Description of the task
Using the data below, copy every line that contains the word "RetrievalRequest".

[Collection entries]
// ═══════════════════════════════════════════════════════════════════════════
// Tests
// ═══════════════════════════════════════════════════════════════════════════

#[cfg(test)]
mod tests {
    use super::*;
    use crate::atoms::config::EngineConfig;
    use crate::atoms::types::Fact;
    use crate::providers::testing::HashEmbedder;

    fn build(
        cfg: &EngineConfig,
        store: Arc<FactStore>,
        with_embedder: bool,
        with_graph: bool,
    ) -> AdaptiveRetriever {
        let graph = with_graph.then(|| {
            Arc::new(EntityGraph::new(
                Arc::clone(&store),
                cfg.max_hops,
                cfg.graph_boost_weight,
                cfg.entity_resolution,
                cfg.similarity_threshold,
            ))
        });
        let embedder: Option<Arc<dyn Embedder>> = with_embedder
            .then(|| Arc::new(HashEmbedder::new(cfg.embedding_dim)) as Arc<dyn Embedder>);
        AdaptiveRetriever::new(
            store,
            graph,
            embedder,
            ComplexityEstimator::new(cfg.default_top_k, cfg.max_top_k, cfg.complexity_delta),
            RetrieverConfig::from_engine(cfg),
        )
    }

    fn config() -> EngineConfig {
        let mut cfg = EngineConfig::default();
        cfg.validate().unwrap();
        cfg
    }

    #[tokio::test]
    async fn empty_query_is_empty_result() {
        let cfg = config();
        let store = Arc::new(FactStore::open_in_memory(&cfg).unwrap());
        let retriever = build(&cfg, store, true, true);

        let result = retriever
            .retrieve(&RetrievalRequest::new("   ", 512))
            .await
            .unwrap();
        assert!(result.facts.is_empty());
        assert_eq!(result.total_candidates, 0);
    }

    #[tokio::test]
    async fn lexical_only_retrieval_works_without_embedder() {
        let cfg = config();
        let store = Arc::new(FactStore::open_in_memory(&cfg).unwrap());
        let mut fact = Fact::new("I adopted a golden retriever");
        fact.keywords = vec!["adopt".into(), "golden".into(), "retriever".into()];
        store.insert_fact(&fact).unwrap();

        let retriever = build(&cfg, store, false, false);
        let mut request = RetrievalRequest::new("tell me about the golden retriever", 512);
        request.min_score = Some(0.0);
        let result = retriever.retrieve(&request).await.unwrap();
        assert_eq!(result.facts.len(), 1);
        assert!(result.facts[0].lexical_score > 0.0);
        assert_eq!(result.facts[0].semantic_score, 0.0);
    }

    #[tokio::test]
    async fn min_score_filter_can_empty_the_result() {
        let cfg = config();
        let store = Arc::new(FactStore::open_in_memory(&cfg).unwrap());
        let mut fact = Fact::new("I adopted a golden retriever");
        fact.keywords = vec!["golden".into(), "retriever".into()];
        store.insert_fact(&fact).unwrap();

        let retriever = build(&cfg, store, false, false);
        let mut request = RetrievalRequest::new("golden retriever", 512);
        request.min_score = Some(0.99);
        let result = retriever.retrieve(&request).await.unwrap();
        assert!(result.facts.is_empty());
        assert!(result.total_candidates > 0);
    }

    #[tokio::test]
    async fn token_budget_truncates_in_rank_order() {
        let mut cfg = config();
        cfg.enable_fts = false;
        let store = Arc::new(FactStore::open_in_memory(&cfg).unwrap());
        // 20 facts of 400 chars ≈ 100 tokens each; all match "marathon".
        for i in 0..20 {
            let body = format!("marathon note {i:02} {}", "x".repeat(400));
            let mut fact = Fact::new(&body[..400]);
            fact.keywords = vec!["marathon".into()];
            store.insert_fact(&fact).unwrap();
        }

        let retriever = build(&cfg, store, false, false);
        let mut request = RetrievalRequest::new("marathon", 250);
        request.min_score = Some(0.0);
        request.top_k = Some(20);
        let result = retriever.retrieve(&request).await.unwrap();

        assert_eq!(result.facts.len(), 2, "two 100-token facts fit in 250");
        assert_eq!(result.truncated_count, 18);
        assert!(result.total_tokens <= 250);
    }

    #[tokio::test]
    async fn zero_max_tokens_uses_config_default() {
        let cfg = config();
        let store = Arc::new(FactStore::open_in_memory(&cfg).unwrap());
        let mut fact = Fact::new("short fact about tea");
        fact.keywords = vec!["tea".into()];
        store.insert_fact(&fact).unwrap();

        let retriever = build(&cfg, store, false, false);
        let mut request = RetrievalRequest::new("tea", 0);
        request.min_score = Some(0.0);
        let result = retriever.retrieve(&request).await.unwrap();
        assert_eq!(result.facts.len(), 1);
        assert!(result.total_tokens <= cfg.max_context_tokens);
    }

    #[tokio::test]
    async fn top_k_override_caps_results() {
        let cfg = config();
        let store = Arc::new(FactStore::open_in_memory(&cfg).unwrap());
        for i in 0..10 {
            let mut fact = Fact::new(format!("tea note {i}"));
            fact.keywords = vec!["tea".into()];
            store.insert_fact(&fact).unwrap();
        }

        let retriever = build(&cfg, store, false, false);
        let mut request = RetrievalRequest::new("tea", 4096);
        request.min_score = Some(0.0);
        request.top_k = Some(3);
        let result = retriever.retrieve(&request).await.unwrap();
        assert_eq!(result.facts.len(), 3);
    }

    #[tokio::test]
    async fn graph_boost_raises_entity_adjacent_facts() {
        let cfg = config();
        let store = Arc::new(FactStore::open_in_memory(&cfg).unwrap());
        let graph = Arc::new(EntityGraph::new(
            Arc::clone(&store),
            cfg.max_hops,
            cfg.graph_boost_weight,
            cfg.entity_resolution,
            cfg.similarity_threshold,
        ));

        let mut f1 = Fact::new("Alice works at Google");
        f1.keywords = vec!["alice".into(), "work".into(), "google".into()];
        let id1 = store.insert_fact(&f1).unwrap();
        let mut f2 = Fact::new("Google is in Mountain View");
        f2.keywords = vec!["google".into(), "mountain".into(), "view".into()];
        let id2 = store.insert_fact(&f2).unwrap();

        use crate::atoms::types::EntityType;
        graph.upsert_entity("Google", EntityType::Organization, Some(id1)).unwrap();
        graph.upsert_entity("Google", EntityType::Organization, Some(id2)).unwrap();

        let retriever = AdaptiveRetriever::new(
            Arc::clone(&store),
            Some(graph),
            None,
            ComplexityEstimator::new(cfg.default_top_k, cfg.max_top_k, cfg.complexity_delta),
            RetrieverConfig::from_engine(&cfg),
        );

        let mut request = RetrievalRequest::new("What do I know about Google?", 512);
        request.min_score = Some(0.0);
        let result = retriever.retrieve(&request).await.unwrap();

        assert_eq!(result.facts.len(), 2);
        for fact in &result.facts {
            assert!(fact.graph_score > 0.0, "fact {} missing boost", fact.fact.id);
        }
    }

    #[tokio::test]
    async fn score_monotone_in_importance() {
        let cfg = config();
        let store = Arc::new(FactStore::open_in_memory(&cfg).unwrap());
        let mut low = Fact::new("tea fact plain");
        low.keywords = vec!["tea".into()];
        low.importance = 0.1;
        let mut high = Fact::new("tea fact plain");
        high.keywords = vec!["tea".into()];
        high.importance = 0.9;
        store.insert_fact(&low).unwrap();
        store.insert_fact(&high).unwrap();

        let retriever = build(&cfg, store, false, false);
        let mut request = RetrievalRequest::new("tea", 4096);
        request.min_score = Some(0.0);
        let result = retriever.retrieve(&request).await.unwrap();

        let low_score = result.facts.iter().find(|f| f.fact.importance < 0.5).unwrap().score;
        let high_score = result.facts.iter().find(|f| f.fact.importance > 0.5).unwrap().score;
        assert!(high_score > low_score);
    }

    #[tokio::test]
    async fn strategy_string_format() {
        let cfg = config();
        let store = Arc::new(FactStore::open_in_memory(&cfg).unwrap());
        let retriever = build(&cfg, store, false, false);
        let result = retriever
            .retrieve(&RetrievalRequest::new("what is my name?", 512))
            .await
            .unwrap();
        assert!(result.strategy.starts_with("type:factual,complexity:low,k:"));
    }

    #[test]
    fn recency_decays_by_half_life() {
        let now = Utc::now();
        let twelve_hours_ago = (now - chrono::Duration::hours(12))
            .format("%Y-%m-%dT%H:%M:%SZ")
            .to_string();
        let score = recency_score(Some(&twelve_hours_ago), now, 12.0);
        assert!((score - 0.5).abs() < 0.01);
        assert_eq!(recency_score(None, now, 12.0), 0.0);
    }
}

Result
            .retrieve(&RetrievalRequest::new("   ", 512))
        let mut request = RetrievalRequest::new("tell me about the golden retriever", 512);
        let mut request = RetrievalRequest::new("golden retriever", 512);
        let mut request = RetrievalRequest::new("marathon", 250);
        let mut request = RetrievalRequest::new("tea", 0);
        let mut request = RetrievalRequest::new("tea", 4096);
        let mut request = RetrievalRequest::new("What do I know about Google?", 512);
        let mut request = RetrievalRequest::new("tea", 4096);
            .retrieve(&RetrievalRequest::new("what is my name?", 512))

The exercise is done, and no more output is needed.